WHAT YOU NEED TO DO - Check every line of the entries below for the word "UserId", and copy the ones that have it.

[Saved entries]
↓↓↓

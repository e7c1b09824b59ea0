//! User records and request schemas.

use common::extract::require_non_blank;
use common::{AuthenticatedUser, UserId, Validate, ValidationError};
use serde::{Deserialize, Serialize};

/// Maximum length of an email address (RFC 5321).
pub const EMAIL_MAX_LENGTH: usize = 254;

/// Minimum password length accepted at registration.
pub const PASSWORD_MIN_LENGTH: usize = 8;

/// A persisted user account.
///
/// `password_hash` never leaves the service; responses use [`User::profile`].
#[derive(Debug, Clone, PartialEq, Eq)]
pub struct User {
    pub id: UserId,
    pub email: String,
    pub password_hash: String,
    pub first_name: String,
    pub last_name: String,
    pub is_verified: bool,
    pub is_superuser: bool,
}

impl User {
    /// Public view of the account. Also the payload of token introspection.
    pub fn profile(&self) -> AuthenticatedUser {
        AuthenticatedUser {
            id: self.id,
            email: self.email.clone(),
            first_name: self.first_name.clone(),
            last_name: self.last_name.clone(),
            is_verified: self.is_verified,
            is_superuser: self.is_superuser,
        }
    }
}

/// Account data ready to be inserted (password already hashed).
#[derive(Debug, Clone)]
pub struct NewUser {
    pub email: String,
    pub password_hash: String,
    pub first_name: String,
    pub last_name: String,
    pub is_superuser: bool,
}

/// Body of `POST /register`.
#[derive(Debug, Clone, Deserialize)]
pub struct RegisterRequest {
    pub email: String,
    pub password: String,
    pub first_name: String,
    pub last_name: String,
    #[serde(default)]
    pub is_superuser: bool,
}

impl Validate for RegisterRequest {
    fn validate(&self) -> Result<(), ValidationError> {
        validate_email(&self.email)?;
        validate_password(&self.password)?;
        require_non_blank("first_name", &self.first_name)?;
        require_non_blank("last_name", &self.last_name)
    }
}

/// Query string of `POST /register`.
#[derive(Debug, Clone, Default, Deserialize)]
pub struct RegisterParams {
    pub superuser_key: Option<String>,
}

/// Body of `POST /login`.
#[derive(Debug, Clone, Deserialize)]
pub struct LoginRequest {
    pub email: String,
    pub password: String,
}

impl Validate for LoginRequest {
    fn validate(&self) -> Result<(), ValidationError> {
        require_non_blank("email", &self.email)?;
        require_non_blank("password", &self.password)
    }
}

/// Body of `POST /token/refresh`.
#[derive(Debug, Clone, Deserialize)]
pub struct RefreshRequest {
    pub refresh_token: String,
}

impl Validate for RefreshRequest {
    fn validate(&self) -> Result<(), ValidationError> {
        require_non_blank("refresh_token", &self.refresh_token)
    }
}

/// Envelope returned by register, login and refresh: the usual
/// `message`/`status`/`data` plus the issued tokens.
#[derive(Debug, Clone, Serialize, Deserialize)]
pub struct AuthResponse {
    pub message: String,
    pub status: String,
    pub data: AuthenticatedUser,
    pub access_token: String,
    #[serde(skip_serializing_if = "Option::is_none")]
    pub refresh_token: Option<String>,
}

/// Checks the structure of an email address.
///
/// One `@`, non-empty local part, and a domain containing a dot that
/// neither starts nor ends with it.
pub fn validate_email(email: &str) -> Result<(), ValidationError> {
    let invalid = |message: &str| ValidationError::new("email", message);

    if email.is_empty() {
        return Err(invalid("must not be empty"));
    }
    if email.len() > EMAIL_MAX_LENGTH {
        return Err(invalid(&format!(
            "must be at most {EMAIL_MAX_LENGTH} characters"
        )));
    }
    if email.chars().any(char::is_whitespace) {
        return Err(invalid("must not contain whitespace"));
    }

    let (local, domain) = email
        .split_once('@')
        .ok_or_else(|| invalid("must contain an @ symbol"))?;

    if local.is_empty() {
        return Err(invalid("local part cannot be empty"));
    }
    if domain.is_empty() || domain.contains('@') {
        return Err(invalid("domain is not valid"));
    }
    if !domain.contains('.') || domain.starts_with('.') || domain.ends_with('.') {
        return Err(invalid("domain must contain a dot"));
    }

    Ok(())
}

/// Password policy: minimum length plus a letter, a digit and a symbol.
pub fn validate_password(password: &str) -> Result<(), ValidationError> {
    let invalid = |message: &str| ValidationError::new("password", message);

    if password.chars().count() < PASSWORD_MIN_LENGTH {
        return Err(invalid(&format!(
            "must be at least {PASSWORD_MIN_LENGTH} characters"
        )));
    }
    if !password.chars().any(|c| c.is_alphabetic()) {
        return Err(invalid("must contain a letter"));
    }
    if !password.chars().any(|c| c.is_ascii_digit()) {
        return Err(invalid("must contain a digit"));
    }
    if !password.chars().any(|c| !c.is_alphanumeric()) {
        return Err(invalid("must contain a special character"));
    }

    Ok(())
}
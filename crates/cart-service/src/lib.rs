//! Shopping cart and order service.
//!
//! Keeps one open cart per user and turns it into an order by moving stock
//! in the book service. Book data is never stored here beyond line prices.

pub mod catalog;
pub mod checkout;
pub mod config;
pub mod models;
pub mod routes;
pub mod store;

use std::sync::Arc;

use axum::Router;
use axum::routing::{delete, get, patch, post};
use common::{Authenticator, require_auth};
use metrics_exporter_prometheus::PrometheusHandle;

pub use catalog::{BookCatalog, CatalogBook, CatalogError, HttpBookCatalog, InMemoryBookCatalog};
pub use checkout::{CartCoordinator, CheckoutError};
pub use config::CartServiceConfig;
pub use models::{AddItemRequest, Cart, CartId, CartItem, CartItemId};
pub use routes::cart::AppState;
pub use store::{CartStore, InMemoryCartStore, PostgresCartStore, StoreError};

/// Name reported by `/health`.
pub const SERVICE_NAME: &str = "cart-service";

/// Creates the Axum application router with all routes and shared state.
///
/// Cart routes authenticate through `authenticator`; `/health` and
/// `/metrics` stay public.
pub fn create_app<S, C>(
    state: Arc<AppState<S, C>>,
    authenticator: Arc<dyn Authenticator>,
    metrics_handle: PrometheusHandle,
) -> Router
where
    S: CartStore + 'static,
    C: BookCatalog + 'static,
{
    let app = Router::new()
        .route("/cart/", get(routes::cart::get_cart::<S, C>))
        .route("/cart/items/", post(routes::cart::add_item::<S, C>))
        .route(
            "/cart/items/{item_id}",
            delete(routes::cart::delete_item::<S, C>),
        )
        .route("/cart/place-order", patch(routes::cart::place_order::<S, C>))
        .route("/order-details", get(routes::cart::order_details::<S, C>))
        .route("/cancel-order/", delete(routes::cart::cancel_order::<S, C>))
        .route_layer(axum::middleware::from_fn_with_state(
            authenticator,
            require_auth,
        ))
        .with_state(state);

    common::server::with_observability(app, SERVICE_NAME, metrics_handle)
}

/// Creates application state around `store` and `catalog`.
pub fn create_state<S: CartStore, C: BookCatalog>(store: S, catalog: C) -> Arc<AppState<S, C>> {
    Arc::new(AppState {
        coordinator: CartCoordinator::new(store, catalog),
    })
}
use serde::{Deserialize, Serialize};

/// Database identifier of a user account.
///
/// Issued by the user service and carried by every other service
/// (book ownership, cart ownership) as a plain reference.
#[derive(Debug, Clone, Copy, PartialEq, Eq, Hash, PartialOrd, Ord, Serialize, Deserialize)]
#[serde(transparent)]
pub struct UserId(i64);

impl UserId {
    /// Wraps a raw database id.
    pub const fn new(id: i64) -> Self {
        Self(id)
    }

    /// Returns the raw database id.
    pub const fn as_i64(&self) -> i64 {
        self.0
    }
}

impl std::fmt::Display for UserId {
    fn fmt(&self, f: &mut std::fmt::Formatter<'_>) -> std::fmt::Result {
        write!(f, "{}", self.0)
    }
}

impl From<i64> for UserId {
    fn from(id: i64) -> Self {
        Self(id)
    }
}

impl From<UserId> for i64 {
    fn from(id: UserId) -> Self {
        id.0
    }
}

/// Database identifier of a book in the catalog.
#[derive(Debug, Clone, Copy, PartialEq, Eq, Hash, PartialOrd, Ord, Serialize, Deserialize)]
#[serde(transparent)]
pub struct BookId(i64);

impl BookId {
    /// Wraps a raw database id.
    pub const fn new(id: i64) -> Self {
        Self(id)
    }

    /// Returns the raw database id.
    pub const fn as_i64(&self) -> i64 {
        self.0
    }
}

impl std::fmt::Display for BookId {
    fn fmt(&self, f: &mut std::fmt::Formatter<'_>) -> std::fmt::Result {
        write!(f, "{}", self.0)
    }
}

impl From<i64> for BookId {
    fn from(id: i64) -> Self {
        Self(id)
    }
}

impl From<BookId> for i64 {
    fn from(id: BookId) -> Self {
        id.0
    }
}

↑↑↑

TASK ANSWER -
use common::{AuthenticatedUser, UserId, Validate, ValidationError};
    pub id: UserId,
pub struct UserId(i64);
impl UserId {
impl std::fmt::Display for UserId {
impl From<i64> for UserId {
impl From<UserId> for i64 {
    fn from(id: UserId) -> Self {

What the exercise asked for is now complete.